In this study, although the difference in the expression of the genes involved in the succinate pathway of P. faecium was not clear, high expressions of two genes encoding SLC13/DASS family transporter were observed in the co‐culture. One of the genes (PFJ30894_RS03075) is encoded consecutively with the gene cluster of the succinate pathway. The SLC13 transporter is part of the divalent anion:Na+ symporter (DASS) family (Mulligan, Fitzgerald, Wang, & Mindell, 2014). VcINDY, an SLC13 homologue from Vibrio cholerae, couples a Na+ gradient to the transport of succinate, a C4‐dicarboxylate (Mulligan et al., 2014). Therefore, it seems that P. faecium upregulated the SLC13 transporter to transport succinate produced by B. thetaiotaomicron into the cell.
It has been suggested that lower pH achieved in the co‐culture of B. thetaiotaomicron and Bifidobacterium adolescentis could potentially slow the growth and metabolism of B. thetaiotaomicron (Das et al., 2018). Furthermore, it has been reported that B. thetaiotaomicron DSM 2079T (=JCM 5827T) showed a growth rate at pH 5.5 of approximately 40% of the growth at pH 6.7 (Duncan, Louis, Thomson, & Flint, 2009). As mentioned above, the pH of the co‐culture of P. faecium and B. thetaiotaomicron decreased from 7.0 to 5.0, but then increased to 5.3. Increased pH in co‐culture would improve the growth of B. thetaiotaomicron. Consequently, the co‐existence of these two species seems to be beneficial for each species. In the presence of P. faecium, B. thetaiotaomicron downregulated glutamate‐dependent acid resistance system‐related genes involved in glutaminase A and glutamate decarboxylase activity and the antiporter GadC. Strategies adopted to face acid encounters include amino acid‐dependent systems (Lu et al., 2013; Pennacchietti, D’Alonzo, Freddi, Occhialini, & De Biase, 2018). In particular, the glutamate‐dependent acid resistance system is extremely powerful. B. thetaiotaomicron possesses this system (Pennacchietti et al., 2018). The difference in pH values between the monoculture (pH 4.9) and co‐culture (pH 5.3) resulted in the downregulation of the glutamate‐dependent acid resistance system‐related genes in the co‐culture. On the other hand, co‐cultured P. faecium highly expressed genes for chaperones and stress response factors. P. faecium did not grow in the monoculture but could grow in the co‐culture. Active transcription of chaperone genes could be associated with acid stress caused by succinate and acetate produced in the co‐culture. The molecular mechanisms adopted by Gram‐positive and Gram‐negative bacteria for coping with acid stress have been reviewed (Lund, Tramonti, & De Biase, 2014). ATPase (ATP synthase) is involved in acid resistance for Escherichia coli (Sun, Fukamachi, Saito, & Kobayashi, 2011, 2012), Salmonella typhimurium (Foster & Hall, 1990, 1991), and Streptococcus faecalis (Kobayashi, Suzuki, & Umemoto, 1986). In this study, B. thetaiotaomicron upregulated ATP synthase genes in the monoculture. This result is consistent with that of the aforementioned glutamate‐dependent acid resistance system, which is one of the mechanisms of protection against acid stress.

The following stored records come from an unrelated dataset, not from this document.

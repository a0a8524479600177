//! Device connection supervisor
//!
//! Owns the connect / retry / cancel state machine:
//!
//! ```text
//! Idle ──connect──▶ Connecting ──found──▶ Connected
//!  ▲                    │  ▲                  │
//!  │               disconnect  └──device lost─┘
//!  │                    ▼
//!  └────────────── Cancelling
//! ```
//!
//! Discovery runs on a dedicated `connect-retry` thread. Concurrent
//! `connect()` calls share that one attempt and all wake when it settles.
//! The pause between attempts is a condition-variable wait, so
//! `disconnect()` ends it immediately.
//!
//! Lock order: connection lock, then the session lock. The connection lock is
//! never held across discovery or `Device::disconnect()`.

use crate::session::SharedSession;
use crate::wiimote::driver::{Device, DeviceDriver, EventSink};
use crate::wiimote::types::DeviceId;
use log::{debug, info, warn};
use std::sync::atomic::{AtomicUsize, Ordering};
use std::sync::{Arc, Condvar, Mutex, MutexGuard, OnceLock, PoisonError, Weak};
use std::thread;
use std::time::Duration;

/// Pause between two discovery attempts
pub const RETRY_INTERVAL: Duration = Duration::from_secs(1);

#[derive(Debug, Clone, Copy, PartialEq, Eq)]
pub struct SupervisorSettings {
    pub retry_interval: Duration,
}

impl Default for SupervisorSettings {
    fn default() -> Self {
        Self {
            retry_interval: RETRY_INTERVAL,
        }
    }
}

#[derive(Debug, Clone, Copy, PartialEq, Eq)]
pub enum ConnectionState {
    Idle,
    Connecting,
    Connected,
    Cancelling,
}

struct ConnectionStatus {
    state: ConnectionState,
    /// Set by `disconnect()`, observed by the retry loop
    cancel: bool,
}

pub struct ConnectionSupervisor {
    driver: Arc<dyn DeviceDriver>,
    session: Arc<SharedSession>,
    settings: SupervisorSettings,
    status: Mutex<ConnectionStatus>,
    changed: Condvar,
    sink: OnceLock<Weak<dyn EventSink>>,
    loops_started: AtomicUsize,
}

impl ConnectionSupervisor {
    pub fn new(
        driver: Arc<dyn DeviceDriver>,
        session: Arc<SharedSession>,
        settings: SupervisorSettings,
    ) -> Self {
        Self {
            driver,
            session,
            settings,
            status: Mutex::new(ConnectionStatus {
                state: ConnectionState::Idle,
                cancel: false,
            }),
            changed: Condvar::new(),
            sink: OnceLock::new(),
            loops_started: AtomicUsize::new(0),
        }
    }

    fn lock(&self) -> MutexGuard<'_, ConnectionStatus> {
        self.status.lock().unwrap_or_else(PoisonError::into_inner)
    }

    /// Set the sink registered on every device this supervisor installs.
    pub fn attach_sink(&self, sink: Weak<dyn EventSink>) {
        if self.sink.set(sink).is_err() {
            warn!("Event sink already attached; keeping the first one");
        }
    }

    fn sink(&self) -> Option<Arc<dyn EventSink>> {
        self.sink.get().and_then(Weak::upgrade)
    }

    pub fn state(&self) -> ConnectionState {
        self.lock().state
    }

    pub fn is_connected(&self) -> bool {
        self.state() == ConnectionState::Connected
    }

    /// Whether `id` is the device of the live session
    pub fn is_current(&self, id: DeviceId) -> bool {
        self.session.is_current(id)
    }

    /// Number of retry loops started since creation
    pub fn retry_loops_started(&self) -> usize {
        self.loops_started.load(Ordering::SeqCst)
    }

    /// Connect, blocking until a device is installed or the attempt is cancelled.
    ///
    /// Returns true when a session exists on return.
    pub fn connect(self: &Arc<Self>) -> bool {
        let mut status = self.lock();
        if status.state == ConnectionState::Idle {
            self.begin_connecting(&mut status);
        }

        let status = self
            .changed
            .wait_while(status, |s| {
                matches!(s.state, ConnectionState::Connecting | ConnectionState::Cancelling)
            })
            .unwrap_or_else(PoisonError::into_inner);
        status.state == ConnectionState::Connected
    }

    /// Start connecting in the background if idle; never blocks.
    pub fn start(self: &Arc<Self>) {
        let mut status = self.lock();
        if status.state == ConnectionState::Idle {
            self.begin_connecting(&mut status);
        }
    }

    /// Wait up to `timeout` for the supervisor to reach `target`.
    pub fn wait_for_state(&self, target: ConnectionState, timeout: Duration) -> bool {
        let (status, _) = self
            .changed
            .wait_timeout_while(self.lock(), timeout, |s| s.state != target)
            .unwrap_or_else(PoisonError::into_inner);
        status.state == target
    }

    /// Cancel any connection attempt and tear down the session.
    pub fn disconnect(&self) {
        let mut status = self.lock();
        if status.state == ConnectionState::Connecting {
            info!("Cancelling connection attempt...");
            status.state = ConnectionState::Cancelling;
            status.cancel = true;
            self.changed.notify_all();
        }

        let mut status = self
            .changed
            .wait_while(status, |s| s.state == ConnectionState::Cancelling)
            .unwrap_or_else(PoisonError::into_inner);
        status.state = ConnectionState::Idle;
        let device = self.session.take_device();
        self.changed.notify_all();
        drop(status);

        if let Some(device) = device {
            info!("Disconnecting {}...", device.id());
            release(device.as_ref());
        }
    }

    /// Driver-reported loss of `id`. Stale ids are ignored; losing the live
    /// device starts reconnecting in the background.
    pub fn handle_disconnection(self: &Arc<Self>, id: DeviceId) {
        let mut status = self.lock();
        if !self.session.clear_if_current(id) {
            debug!("Ignoring disconnection of stale {}", id);
            return;
        }

        warn!("{} disconnected", id);
        if status.state == ConnectionState::Connected {
            info!("Reconnecting...");
            self.begin_connecting(&mut status);
        }
    }

    /// Move to `Connecting` and spawn the retry loop. Caller holds the connection lock.
    fn begin_connecting(self: &Arc<Self>, status: &mut ConnectionStatus) {
        status.state = ConnectionState::Connecting;
        status.cancel = false;
        self.loops_started.fetch_add(1, Ordering::SeqCst);

        let supervisor = Arc::clone(self);
        let spawned = thread::Builder::new()
            .name("connect-retry".to_string())
            .spawn(move || supervisor.run_retry_loop());

        if let Err(e) = spawned {
            warn!("Failed to spawn connection thread: {}", e);
            status.state = ConnectionState::Idle;
            self.changed.notify_all();
        }
    }

    fn run_retry_loop(&self) {
        info!("Looking for a Wii Remote (press 1+2 to make it discoverable)...");
        let interval = self.settings.retry_interval;
        let mut attempt: u64 = 0;
        let mut stray: Option<Arc<dyn Device>> = None;

        let mut status = self.lock();
        while !status.cancel {
            drop(status);
            attempt += 1;
            let found = self.discover_one(attempt);

            status = self.lock();
            if status.cancel {
                stray = found;
                break;
            }

            if let Some(device) = found {
                self.session.install(device, self.sink());
                status.state = ConnectionState::Connected;
                self.changed.notify_all();
                return;
            }

            debug!("No Wii Remote found (attempt {}), retrying in {:?}", attempt, interval);
            status = self
                .changed
                .wait_timeout_while(status, interval, |s| !s.cancel)
                .unwrap_or_else(PoisonError::into_inner)
                .0;
        }

        status.state = ConnectionState::Idle;
        self.changed.notify_all();
        drop(status);
        info!("Stopped looking for a Wii Remote");

        if let Some(device) = stray {
            debug!("Releasing {} found while cancelling", device.id());
            release(device.as_ref());
        }
    }

    fn discover_one(&self, attempt: u64) -> Option<Arc<dyn Device>> {
        match self.driver.discover(1, false) {
            Ok(devices) => devices.into_iter().next(),
            Err(e) => {
                debug!("Discovery attempt {} failed: {}", attempt, e);
                None
            }
        }
    }
}

fn release(device: &dyn Device) {
    if let Err(e) = device.disconnect() {
        warn!("Error disconnecting {}: {}", device.id(), e);
    }
}
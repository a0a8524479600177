//! Device driver boundary
//!
//! The controller's wire protocol lives in an external driver. This module
//! describes what the bridge needs from it: discovery, a handful of device
//! commands, and a callback sink for the events the bridge acts on.

use crate::wiimote::types::{
    ButtonsEvent, DeviceEvent, DeviceId, IrEvent, LedPattern, SensorBarPosition, Sensitivity,
};
use log::trace;
use std::sync::Arc;
use thiserror::Error;

#[derive(Debug, Error)]
pub enum DeviceError {
    #[error("Device discovery failed: {0}")]
    Discovery(String),

    #[error("Device command '{command}' failed: {reason}")]
    Command { command: &'static str, reason: String },

    #[error("Device {0} is no longer connected")]
    Gone(DeviceId),
}

/// Receiver for the events the bridge acts on.
///
/// Called on the driver's callback thread, in arrival order. Implementations
/// must return quickly.
pub trait EventSink: Send + Sync {
    fn on_buttons(&self, event: &ButtonsEvent);

    fn on_ir(&self, event: &IrEvent);

    fn on_disconnection(&self, device: DeviceId);
}

/// Route one driver event to `sink`. Kinds the sink has no handler for are dropped here.
pub fn deliver(sink: &dyn EventSink, event: &DeviceEvent) {
    match event {
        DeviceEvent::Buttons(e) => sink.on_buttons(e),
        DeviceEvent::Ir(e) => sink.on_ir(e),
        DeviceEvent::Disconnected(device) => sink.on_disconnection(*device),
        other => trace!("Ignoring {:?} from {}", other, other.device()),
    }
}

/// A connected controller
pub trait Device: Send + Sync {
    fn id(&self) -> DeviceId;

    fn set_leds(&self, leds: LedPattern) -> Result<(), DeviceError>;

    fn enable_ir_tracking(&self) -> Result<(), DeviceError>;

    fn enable_motion_sensing(&self) -> Result<(), DeviceError>;

    fn set_sensor_bar(&self, position: SensorBarPosition) -> Result<(), DeviceError>;

    /// Tell the device the size of the area its IR coordinates should span
    fn set_virtual_resolution(&self, width: u32, height: u32) -> Result<(), DeviceError>;

    fn set_ir_sensitivity(&self, level: Sensitivity) -> Result<(), DeviceError>;

    fn register_event_sink(&self, sink: Arc<dyn EventSink>);

    fn disconnect(&self) -> Result<(), DeviceError>;
}

/// Entry point into the external driver
pub trait DeviceDriver: Send + Sync {
    /// Look for up to `max` controllers. An empty result is not an error.
    fn discover(&self, max: usize, exclusive: bool) -> Result<Vec<Arc<dyn Device>>, DeviceError>;
}

#[cfg(test)]
mod tests {
    use super::*;
    use crate::wiimote::types::{Buttons, MotionSensingEvent, StatusEvent};
    use std::sync::Mutex;

    #[derive(Default)]
    struct Recorder {
        seen: Mutex<Vec<&'static str>>,
    }

    impl EventSink for Recorder {
        fn on_buttons(&self, _event: &ButtonsEvent) {
            self.seen.lock().unwrap().push("buttons");
        }

        fn on_ir(&self, _event: &IrEvent) {
            self.seen.lock().unwrap().push("ir");
        }

        fn on_disconnection(&self, _device: DeviceId) {
            self.seen.lock().unwrap().push("disconnection");
        }
    }

    #[test]
    fn deliver_routes_handled_kinds_and_drops_the_rest() {
        let sink = Recorder::default();
        let device = DeviceId(1);

        deliver(&sink, &DeviceEvent::MotionSensing(MotionSensingEvent {
            device,
            roll: 0.0,
            pitch: 1.0,
            yaw: 2.0,
        }));
        deliver(&sink, &DeviceEvent::Buttons(ButtonsEvent {
            device,
            pressed: Buttons::default(),
            released: Buttons::default(),
            held: Buttons::default(),
        }));
        deliver(&sink, &DeviceEvent::Status(StatusEvent {
            device,
            battery: 0.5,
            speaker_enabled: false,
        }));
        deliver(&sink, &DeviceEvent::Ir(IrEvent { device, x: 1, y: 1 }));
        deliver(&sink, &DeviceEvent::Disconnected(device));

        assert_eq!(
            *sink.seen.lock().unwrap(),
            vec!["buttons", "ir", "disconnection"]
        );
    }
}
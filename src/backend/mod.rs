//! Backend abstraction for host pointer injection
//!
//! This module provides a unified interface for sending pointer events
//! (absolute moves, button presses, wheel ticks) to the operating system.

pub mod mock_mouse;
pub mod mouse_sendinput;

#[cfg(windows)]
pub use mouse_sendinput::MouseSendInputBackend;

pub use mock_mouse::{MockPointerBackend, PointerCommand};

use thiserror::Error;

#[derive(Debug, Error)]
pub enum BackendError {
    #[error("Backend operation failed: {0}")]
    Operation(String),

    #[error("Could not bind pointer to monitor {index}: {reason}")]
    Bind { index: usize, reason: String },
}

/// Unified backend interface for pointer operations.
///
/// Coordinates are absolute host screen pixels in the virtual desktop space.
/// Implementations must be callable from the driver callback thread.
pub trait PointerBackend: Send + Sync {
    /// Move the pointer to (x, y)
    fn move_absolute(&self, x: i32, y: i32) -> Result<(), BackendError>;

    /// Press a mouse button (button down)
    fn button_down(&self, button: MouseButton) -> Result<(), BackendError>;

    /// Release a mouse button (button up)
    fn button_up(&self, button: MouseButton) -> Result<(), BackendError>;

    /// Rotate the wheel by `delta` notches. Negative scrolls up (away from the user).
    fn scroll(&self, delta: i32) -> Result<(), BackendError>;

    /// Press and release a mouse button
    fn click(&self, button: MouseButton) -> Result<(), BackendError> {
        self.button_down(button)?;
        self.button_up(button)?;
        Ok(())
    }
}

#[derive(Debug, Clone, Copy, PartialEq, Eq)]
pub enum MouseButton {
    Left,
    Right,
    Middle,
}

impl MouseButton {
    pub fn as_str(self) -> &'static str {
        match self {
            MouseButton::Left => "left",
            MouseButton::Right => "right",
            MouseButton::Middle => "middle",
        }
    }
}

#[cfg(windows)]
impl PointerBackend for MouseSendInputBackend {
    fn move_absolute(&self, x: i32, y: i32) -> Result<(), BackendError> {
        MouseSendInputBackend::move_absolute(x, y).map_err(BackendError::Operation)
    }

    fn button_down(&self, button: MouseButton) -> Result<(), BackendError> {
        MouseSendInputBackend::button_down(button.as_str()).map_err(BackendError::Operation)
    }

    fn button_up(&self, button: MouseButton) -> Result<(), BackendError> {
        MouseSendInputBackend::button_up(button.as_str()).map_err(BackendError::Operation)
    }

    fn scroll(&self, delta: i32) -> Result<(), BackendError> {
        MouseSendInputBackend::wheel(delta).map_err(BackendError::Operation)
    }
}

B. thetaiotaomicron may release compounds including glutamate and ammonium into the medium in response to acidic stress. Therefore, it is conceivable that P. faecium also transports glutamate into the cell using the Na+ gradient formed during succinate metabolism. The transported glutamate is converted to 2‐oxoglutarate by glutamate dehydrogenase, and 2‐oxoglutarate is converted to succinyl‐CoA by 2‐oxoglutarate oxidoreductase. As mentioned above, high expression of these enzyme genes was observed in the co‐culture with B. thetaiotaomicron, so that glutamate and succinate might be used as sources of succinyl‐CoA, an intermediate in the succinate pathway.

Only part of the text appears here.